Operating the AWS Distro for OpenTelemetry (ADOT) Collector¶
The ADOT collector is a downstream distribution of the open-source OpenTelemetry Collector by CNCF.
Customers can use the ADOT Collector to collect signals such as metrics and traces from different environments including on-prem, AWS and from other cloud providers.
In order to operate the ADOT Collector in a real world environment and at scale, operators should monitor the collector health, and scale as needed. In this guide, you will learn about the actions one can take to operate the ADOT Collector in a production environment.
Deployment architecture¶
Depending on the your requirements, there are a few deployment options that you might want to consider.
- No Collector
- Agent
- Gateway
Tip
Check out the OpenTelemetry documentation for additional information on these concepts.
No Collector¶
This option essentially skips the collector from the equation completely. If you are not aware, it is possible to make the API calls to destination services directly from the OTEL SDK and send the signals. Think about you making calls to the AWS X-Ray's PutTraceSegments API directly from your application process instead of sending the spans to an out-of-process agent such as the ADOT Collector.

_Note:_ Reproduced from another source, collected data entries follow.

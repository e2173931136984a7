//! Grouping and ranking of observations into comparison groups.

use super::models::{ComparisonGroup, Offer};
use super::options::{ComparisonOptions, ReferenceBaseline};
use crate::observation::{GroupKey, PriceObservation};
use std::collections::hash_map::Entry;
use std::collections::HashMap;
use tracing::debug;

/// Observations sharing a key, deduplicated per market.
struct Bucket<'a> {
    key: GroupKey,
    first: &'a PriceObservation,
    /// Latest observation per market, in market first-seen order
    latest: Vec<&'a PriceObservation>,
    market_index: HashMap<&'a str, usize>,
}

impl<'a> Bucket<'a> {
    fn new(key: GroupKey, first: &'a PriceObservation) -> Self {
        Self { key, first, latest: Vec::new(), market_index: HashMap::new() }
    }

    fn offer(&mut self, observation: &'a PriceObservation) {
        match self.market_index.entry(observation.market_name()) {
            Entry::Vacant(e) => {
                e.insert(self.latest.len());
                self.latest.push(observation);
            }
            Entry::Occupied(e) => {
                let slot = &mut self.latest[*e.get()];
                // Equal timestamps: the later record in the input wins
                if observation.extracted_at >= slot.extracted_at {
                    *slot = observation;
                }
            }
        }
    }
}

/// Groups observations by normalized (product, brand, quantity) and ranks markets.
///
/// Output order is the first-seen order of each key in `observations`.
/// Each market keeps only its latest observation. When that observation has a
/// non-positive or non-finite price the market has no offer, and groups left
/// without any offer are dropped.
pub fn group_and_compare<'a, I>(observations: I, options: &ComparisonOptions) -> Vec<ComparisonGroup>
where
    I: IntoIterator<Item = &'a PriceObservation>,
{
    let mut buckets: Vec<Bucket<'a>> = Vec::new();
    let mut index: HashMap<GroupKey, usize> = HashMap::new();

    for observation in observations {
        let slot = match index.entry(observation.key()) {
            Entry::Occupied(e) => *e.get(),
            Entry::Vacant(e) => {
                let slot = buckets.len();
                buckets.push(Bucket::new(e.key().clone(), observation));
                e.insert(slot);
                slot
            }
        };

        buckets[slot].offer(observation);
    }

    let total = buckets.len();
    let groups: Vec<ComparisonGroup> =
        buckets.into_iter().filter_map(|bucket| summarize(bucket, options)).collect();

    if groups.len() < total {
        debug!("Dropped {} groups without valid offers", total - groups.len());
    }

    groups
}

fn summarize(bucket: Bucket<'_>, options: &ComparisonOptions) -> Option<ComparisonGroup> {
    // Dedup runs first: a market whose latest price is invalid has no offer
    let mut retained: Vec<&PriceObservation> =
        bucket.latest.iter().copied().filter(|o| o.has_valid_price()).collect();
    if retained.len() < bucket.latest.len() {
        debug!(
            "Excluded {} markets with an invalid latest price for {}",
            bucket.latest.len() - retained.len(),
            bucket.key
        );
    }
    if retained.is_empty() {
        return None;
    }
    retained.sort_by(|a, b| {
        a.unit_price.total_cmp(&b.unit_price).then_with(|| a.market_name().cmp(b.market_name()))
    });

    let offers: Vec<Offer> = retained
        .iter()
        .map(|o| Offer {
            market: o.market_name().to_string(),
            price: o.unit_price,
            extracted_at: o.extracted_at,
            source_url: o.source_url.clone(),
        })
        .collect();

    let min_price = offers[0].price;
    let max_price = offers[offers.len() - 1].price;
    let average_price = offers.iter().map(|o| o.price).sum::<f64>() / offers.len() as f64;

    let reference_price = match options.reference {
        ReferenceBaseline::Maximum => max_price,
        ReferenceBaseline::Average => average_price,
        ReferenceBaseline::RunnerUp => offers.get(1).map(|o| o.price).unwrap_or(min_price),
    };

    let savings_amount = (reference_price - min_price).max(0.0);
    let savings_percent =
        if reference_price > 0.0 { savings_amount / reference_price * 100.0 } else { 0.0 };

    let average_delta = average_price - min_price;
    let average_delta_percent =
        if average_price > 0.0 { average_delta / average_price * 100.0 } else { 0.0 };

    // A single market cannot demonstrate savings
    let is_opportunity = offers.len() > 1 && savings_percent >= options.opportunity_threshold;

    let segment = retained
        .iter()
        .find_map(|o| o.segment.clone())
        .or_else(|| bucket.first.segment.clone());

    Some(ComparisonGroup {
        key: bucket.key,
        product_name: bucket.first.product_name.trim().to_string(),
        brand: bucket.first.brand.trim().to_string(),
        quantity: bucket.first.quantity.trim().to_string(),
        segment,
        min_price,
        min_price_market: offers[0].market.clone(),
        offers,
        reference_price,
        savings_amount,
        savings_percent,
        average_price,
        average_delta,
        average_delta_percent,
        is_opportunity,
    })
}

/// Reorders groups by savings amount, largest first. Ties keep their order.
pub fn sort_by_savings(groups: &mut [ComparisonGroup]) {
    groups.sort_by(|a, b| b.savings_amount.total_cmp(&a.savings_amount));
}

We strongly encourage you to take a look at the section in the upstream documentation for more specifics as there isn't any AWS specific aspect that changes the guidance for this approach.
Agent¶
In this approach, you will run the collector in a distributed manner and collect signals into the destinations. Unlike the No Collector
option, here we separate the concerns and decouple the application from having to use its resources to make remote API calls and instead communicate to a locally accessible agent.
Essentially it will look like this below in an Amazon EKS environment running the collector as a Kubernetes sidecar:
In this above architecture, your scrape configuration shouldn't really have to make use of any service discovery mechanisms at all since you will be scraping the targets from localhost
given that the collector is running in the same pod as the application container.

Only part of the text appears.